Characterization of the SarA virulence gene regulator of Staphylococcus aureus

Staphylococcus aureus is a potent human pathogen that expresses a large number of virulence factors in a temporally regulated fashion. Two pleiotropically acting regulatory loci were identified in previous mutational studies. The agr locus comprises two operons that express a quorum-sensing system from the P2 promoter and a regulatory RNA molecule from the P3 promoter. The sar locus encodes a DNA-binding protein that activates the expression of both agr operons. We have cloned the sarA gene, expressed SarA in Escherichia coli and purified the recombinant protein to apparent homogeneity. The purified protein was found to be dimeric in the presence and absence of DNA and to consist mostly of alpha-helices. DNase I footprinting of SarA on the putative regulatory region cis to the agr promoters revealed three high-affinity binding sites composed of two half-sites each.

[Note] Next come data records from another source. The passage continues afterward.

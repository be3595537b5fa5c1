//! House balance guard.

use std::sync::atomic::AtomicBool;
use std::sync::Arc;
use std::time::Duration;

use rust_decimal::Decimal;
use supreme_core::cadence::decode_ufix64;
use supreme_core::CadenceValue;
use supreme_ledger::{SubmitOptions, Submitter, TxKind};
use supreme_telemetry::Metrics;
use tokio::time::MissedTickBehavior;
use tokio_util::sync::CancellationToken;
use tracing::{debug, info, warn};

use crate::config::HouseConfig;
use crate::error::KeeperResult;
use crate::flight::FlightGuard;

pub const GET_HOUSE_BALANCE_CDC: &str = include_str!("../cadence/get_house_balance.cdc");
pub const MINT_AND_FUND_HOUSE_CDC: &str = include_str!("../cadence/mint_and_fund_house.cdc");

/// What one balance check did.
#[derive(Debug, Clone, PartialEq)]
pub enum TopUpOutcome {
    /// A previous check is still running.
    Skipped,
    /// Balance at or above the threshold.
    Healthy { balance: Decimal },
    ToppedUp {
        balance: Decimal,
        amount: Decimal,
        tx_id: String,
    },
}

/// Keeps the house pool funded.
pub struct BalanceGuard {
    submitter: Arc<Submitter>,
    config: HouseConfig,
    funding: AtomicBool,
}

impl BalanceGuard {
    pub fn new(submitter: Arc<Submitter>, config: HouseConfig) -> Self {
        Self {
            submitter,
            config,
            funding: AtomicBool::new(false),
        }
    }

    pub fn is_funding(&self) -> bool {
        self.funding.load(std::sync::atomic::Ordering::Acquire)
    }

    /// Current house balance (query path, no key used).
    pub async fn house_balance(&self) -> KeeperResult<Decimal> {
        let value = self.submitter.query(GET_HOUSE_BALANCE_CDC, Vec::new()).await?;
        Ok(decode_ufix64(&value)?)
    }

    /// Check the balance and top it up if it is below the threshold.
    pub async fn check(&self) -> KeeperResult<TopUpOutcome> {
        let Some(_guard) = FlightGuard::try_enter(&self.funding) else {
            debug!("House funding already in progress");
            Metrics::house_topup("skipped");
            return Ok(TopUpOutcome::Skipped);
        };

        let balance = self.house_balance().await?;
        if balance >= self.config.low_balance_threshold {
            debug!(%balance, "House balance healthy");
            return Ok(TopUpOutcome::Healthy { balance });
        }

        let amount = self.config.top_up_amount;
        info!(
            %balance,
            threshold = %self.config.low_balance_threshold,
            %amount,
            "House balance low, minting top-up"
        );

        let result = self
            .submitter
            .submit(
                MINT_AND_FUND_HOUSE_CDC,
                vec![CadenceValue::ufix64(amount)?],
                SubmitOptions::new(TxKind::HouseTopUp).waiting(),
            )
            .await;

        match result {
            Ok(tx) => {
                Metrics::house_topup("funded");
                info!(%amount, tx_id = %tx.short_id(), "House funded");
                Ok(TopUpOutcome::ToppedUp {
                    balance,
                    amount,
                    tx_id: tx.id,
                })
            }
            Err(e) => {
                Metrics::house_topup("failed");
                Err(e.into())
            }
        }
    }

    pub async fn run(self: Arc<Self>, shutdown: CancellationToken) {
        info!(
            interval_ms = self.config.check_interval_ms,
            threshold = %self.config.low_balance_threshold,
            "BalanceGuard started"
        );

        let mut ticker = tokio::time::interval(Duration::from_millis(self.config.check_interval_ms));
        ticker.set_missed_tick_behavior(MissedTickBehavior::Skip);

        loop {
            tokio::select! {
                () = shutdown.cancelled() => break,
                _ = ticker.tick() => {
                    let guard = Arc::clone(&self);
                    tokio::spawn(async move {
                        if let Err(e) = guard.check().await {
                            warn!(error = %e, "House balance check failed");
                        }
                    });
                }
            }
        }
        info!("BalanceGuard stopped");
    }
}
//! Shared handler state.

use std::sync::Arc;

use dashmap::DashSet;
use supreme_core::Clock;
use supreme_keeper::BalanceGuard;
use supreme_ledger::Submitter;
use supreme_oracle::OracleHandle;

use crate::config::ApiConfig;

/// Everything the handlers read from. Cheap to clone.
#[derive(Clone)]
pub struct ApiState {
    pub(crate) submitter: Arc<Submitter>,
    pub(crate) oracle: OracleHandle,
    pub(crate) house: Arc<BalanceGuard>,
    pub(crate) clock: Arc<dyn Clock>,
    /// Accounts funded (or being funded) by this process.
    pub(crate) funded: Arc<DashSet<String>>,
    pub(crate) config: ApiConfig,
}

impl ApiState {
    pub fn new(
        submitter: Arc<Submitter>,
        oracle: OracleHandle,
        house: Arc<BalanceGuard>,
        clock: Arc<dyn Clock>,
        config: ApiConfig,
    ) -> Self {
        Self {
            submitter,
            oracle,
            house,
            clock,
            funded: Arc::new(DashSet::new()),
            config,
        }
    }
}
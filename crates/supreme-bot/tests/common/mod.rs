//! Shared fixtures for integration tests.

pub mod mock_trade_server;

use std::sync::Arc;

use serde_json::json;
use supreme_ledger::{KeyRing, MockLedger};

pub const ADMIN: &str = "0x01cf0e2f2f715450";
pub const TEST_KEY: &str = "0xac0974bec39a17e36ba4a6b4d238ff944bacb478cbed5efcae784d7bf4f2ff80";

pub fn key_ring() -> KeyRing {
    KeyRing::from_hex_list(TEST_KEY).unwrap()
}

/// Mock ledger with `keys` admin keys, no expired positions and a healthy
/// house balance.
pub fn quiet_ledger(keys: u32) -> Arc<MockLedger> {
    let ledger = Arc::new(MockLedger::new(keys));
    ledger.set_script_result("getPositionCount", json!({"type": "Array", "value": []}));
    ledger.set_script_result(
        "getHouseBalance",
        json!({"type": "UFix64", "value": "50000.00000000"}),
    );
    ledger
}

/// Config pointing at `feed_url` with short timings and the API disabled.
pub fn test_config(feed_url: &str, extra: &str) -> supreme_bot::AppConfig {
    supreme_bot::AppConfig::from_toml(&format!(
        r#"
[ledger]
admin_address = "{ADMIN}"
seal_poll_interval_ms = 10

[feed]
url = "{feed_url}"
reconnect_delay_ms = 100

[api]
enabled = false

{extra}
"#
    ))
    .unwrap()
}
//! Flow ledger access for the supreme keeper.
//!
//! Turns the admin account's N keys into N independent submission lanes:
//! - `KeyPool`: exclusive key-slot leases (immediate or waiting)
//! - `KeyRing`: ECDSA P-256 / SHA3-256 signing per slot (secp256k1 / SHA2-256 optional)
//! - `envelope`: canonical RLP transaction encoding
//! - `LedgerClient`: access node seam (`RestLedgerClient`, `MockLedger`)
//! - `Submitter`: lease → sign → send → await seal → release

pub mod client;
pub mod envelope;
pub mod error;
pub mod imports;
pub mod key_pool;
pub mod mock;
pub mod signer;
pub mod submitter;

pub use client::{
    AccountKey, BoxFuture, DynLedgerClient, LedgerClient, RestLedgerClient, TransactionOutcome,
    TransactionStatus,
};
pub use envelope::FlowAddress;
pub use error::{LedgerError, LedgerResult};
pub use imports::ContractAddresses;
pub use key_pool::{KeyLease, KeyPool};
pub use mock::MockLedger;
pub use signer::{KeyError, KeyRing, KeySource, PayloadSigner, SignatureAlgorithm, SignerError};
pub use submitter::{ExternalAuthorizer, SubmitOptions, Submitter, SubmitterConfig, TxKind};
//! Trade tick ingestion.

use std::sync::Arc;

use supreme_core::{Clock, TradeTick};
use tokio::sync::mpsc;
use tokio_util::sync::CancellationToken;
use tracing::{debug, info, trace};

use crate::pusher::{OraclePusher, PushDecision};
use crate::state::SharedOracleState;

/// Folds ticks into the oracle window and hands due windows to the pusher.
pub struct PriceIngestor {
    state: SharedOracleState,
    pusher: Arc<OraclePusher>,
    clock: Arc<dyn Clock>,
    push_interval_ms: u64,
}

impl PriceIngestor {
    pub fn new(
        state: SharedOracleState,
        pusher: Arc<OraclePusher>,
        clock: Arc<dyn Clock>,
        push_interval_ms: u64,
    ) -> Self {
        Self {
            state,
            pusher,
            clock,
            push_interval_ms,
        }
    }

    /// Handle one tick. Returns the push decision when a window closed.
    pub fn on_tick(&self, tick: TradeTick) -> Option<PushDecision> {
        let now_ms = self.clock.now_ms();
        let range = self.state.record_tick(tick, now_ms, self.push_interval_ms)?;
        trace!(high = %range.high, low = %range.low, close = %range.close, "Push window closed");
        Some(self.pusher.push(range))
    }

    /// Consume ticks until the channel closes or shutdown.
    pub async fn run(self, mut ticks: mpsc::Receiver<TradeTick>, shutdown: CancellationToken) {
        info!(push_interval_ms = self.push_interval_ms, "PriceIngestor started");
        loop {
            tokio::select! {
                () = shutdown.cancelled() => break,
                tick = ticks.recv() => match tick {
                    Some(tick) => match self.on_tick(tick) {
                        Some(PushDecision::Spawned { recovered, handle }) => {
                            // Detached; the pusher records its own outcome.
                            drop(handle);
                            trace!(recovered, "Oracle push spawned");
                        }
                        Some(PushDecision::Dropped) => {
                            debug!("Push window dropped, previous push still in flight");
                        }
                        None => {}
                    },
                    None => break,
                },
            }
        }
        info!("PriceIngestor stopped");
    }
}

#[cfg(test)]
mod tests {
    use super::*;
    use crate::pusher::tests::{submitter, T0};
    use rust_decimal::Decimal;
    use rust_decimal_macros::dec;
    use std::time::Duration;
    use supreme_core::{ManualClock, Price};
    use supreme_ledger::MockLedger;

    fn tick(price: Decimal) -> TradeTick {
        TradeTick {
            price: Price::new(price),
            trade_time_ms: T0,
        }
    }

    fn setup(ledger: Arc<MockLedger>) -> (PriceIngestor, SharedOracleState, Arc<ManualClock>) {
        let state = SharedOracleState::new();
        let clock = Arc::new(ManualClock::new(T0));
        let pusher = Arc::new(OraclePusher::new(
            submitter(ledger, 2),
            state.clone(),
            clock.clone(),
            30_000,
        ));
        (
            PriceIngestor::new(state.clone(), pusher, clock.clone(), 4000),
            state,
            clock,
        )
    }

    #[tokio::test]
    async fn test_push_cadence_follows_interval() {
        let ledger = Arc::new(MockLedger::new(2));
        let (ingestor, state, clock) = setup(ledger.clone());

        // First tick: never pushed before, so due at once.
        let Some(PushDecision::Spawned { handle, .. }) = ingestor.on_tick(tick(dec!(10))) else {
            panic!("first tick should push");
        };
        handle.await.unwrap();
        assert_eq!(ledger.sent_count(), 1);

        for p in [dec!(12), dec!(8), dec!(11)] {
            clock.advance(1_000);
            assert!(ingestor.on_tick(tick(p)).is_none());
        }
        let s = state.snapshot();
        assert_eq!(s.interval_high, Some(Price::new(dec!(12))));
        assert_eq!(s.interval_low, Some(Price::new(dec!(8))));

        clock.advance(1_000);
        let Some(PushDecision::Spawned { handle, .. }) = ingestor.on_tick(tick(dec!(9))) else {
            panic!("tick after interval should push");
        };
        handle.await.unwrap();
        assert_eq!(ledger.sent_count(), 2);
        assert_eq!(state.snapshot().interval_high, Some(Price::new(dec!(9))));
    }

    #[tokio::test]
    async fn test_ticks_keep_flowing_while_push_in_flight() {
        let ledger = Arc::new(MockLedger::new(2));
        ledger.set_send_delay(Duration::from_millis(300));
        let (ingestor, state, clock) = setup(ledger.clone());

        let first = ingestor.on_tick(tick(dec!(10)));
        assert!(first.is_some());
        for p in [dec!(20), dec!(5)] {
            clock.advance(5_000);
            // Slot busy: no snapshot taken, window keeps widening.
            assert!(ingestor.on_tick(tick(p)).is_none());
        }
        let s = state.snapshot();
        assert_eq!(s.interval_high, Some(Price::new(dec!(20))));
        assert_eq!(s.interval_low, Some(Price::new(dec!(5))));
        assert_eq!(s.latest_price, Some(Price::new(dec!(5))));
    }

    #[tokio::test]
    async fn test_run_pushes_each_due_window() {
        let ledger = Arc::new(MockLedger::new(2));
        let (ingestor, state, clock) = setup(ledger.clone());
        let (tx, rx) = mpsc::channel(4);
        let shutdown = CancellationToken::new();
        let handle = tokio::spawn(ingestor.run(rx, shutdown.clone()));

        let wait_sent = |n: usize| {
            let ledger = ledger.clone();
            async move {
                tokio::time::timeout(Duration::from_secs(2), async {
                    while ledger.sent_count() < n {
                        tokio::time::sleep(Duration::from_millis(5)).await;
                    }
                })
                .await
                .unwrap();
            }
        };

        tx.send(tick(dec!(10))).await.unwrap();
        wait_sent(1).await;
        tokio::time::timeout(Duration::from_secs(2), async {
            while state.snapshot().is_pushing {
                tokio::time::sleep(Duration::from_millis(5)).await;
            }
        })
        .await
        .unwrap();

        clock.advance(5_000);
        tx.send(tick(dec!(11))).await.unwrap();
        wait_sent(2).await;

        shutdown.cancel();
        tokio::time::timeout(Duration::from_secs(2), handle)
            .await
            .unwrap()
            .unwrap();
    }

    #[tokio::test]
    async fn test_run_stops_on_shutdown() {
        let ledger = Arc::new(MockLedger::new(1));
        let (ingestor, state, _clock) = setup(ledger);
        let (tx, rx) = mpsc::channel(4);
        let shutdown = CancellationToken::new();
        let handle = tokio::spawn(ingestor.run(rx, shutdown.clone()));

        tx.send(tick(dec!(42))).await.unwrap();
        tokio::time::timeout(Duration::from_secs(2), async {
            while state.latest_price().is_none() {
                tokio::time::sleep(Duration::from_millis(5)).await;
            }
        })
        .await
        .unwrap();

        shutdown.cancel();
        tokio::time::timeout(Duration::from_secs(2), handle)
            .await
            .unwrap()
            .unwrap();
    }
}
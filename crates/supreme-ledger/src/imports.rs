//! Contract import resolution.
//!
//! Scripts are written against named placeholders
//! (`import PredictionGame from 0xPredictionGame`); before submission every
//! placeholder with a configured address is rewritten to that address.

use std::collections::BTreeMap;

use supreme_core::cadence::with_prefix;

/// Contract name to deployed address.
#[derive(Debug, Clone, Default, PartialEq, Eq)]
pub struct ContractAddresses {
    addresses: BTreeMap<String, String>,
}

impl ContractAddresses {
    pub fn new() -> Self {
        Self::default()
    }

    pub fn insert(&mut self, name: impl Into<String>, address: &str) {
        self.addresses.insert(name.into(), with_prefix(address));
    }

    pub fn get(&self, name: &str) -> Option<&str> {
        self.addresses.get(name).map(String::as_str)
    }

    /// Rewrite `0x<Name>` placeholders. Unknown names and real hex
    /// addresses are left untouched.
    pub fn resolve(&self, script: &str) -> String {
        let mut out = String::with_capacity(script.len());
        let mut rest = script;

        while let Some(pos) = rest.find("0x") {
            out.push_str(&rest[..pos]);
            let after = &rest[pos + 2..];
            let ident_len = after
                .find(|c: char| !(c.is_ascii_alphanumeric() || c == '_'))
                .unwrap_or(after.len());
            let ident = &after[..ident_len];

            match self.addresses.get(ident) {
                Some(address) => out.push_str(address),
                None => {
                    out.push_str("0x");
                    out.push_str(ident);
                }
            }
            rest = &after[ident_len..];
        }
        out.push_str(rest);
        out
    }
}

impl<K: Into<String>, V: AsRef<str>> FromIterator<(K, V)> for ContractAddresses {
    fn from_iter<I: IntoIterator<Item = (K, V)>>(iter: I) -> Self {
        let mut out = Self::new();
        for (name, address) in iter {
            out.insert(name, address.as_ref());
        }
        out
    }
}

Quantitative electrophoretic mobility shift assays (EMSAs) were used to derive equilibrium binding constants (KD) for the interaction of SarA with these binding sites. An unusual ladder banding pattern was observed in EMSA with a large DNA fragment including all three binding sites. Our data indicate that SarA regulation of the agr operons involves binding to multiple half-sites and may involve other sites located downstream of the promoters.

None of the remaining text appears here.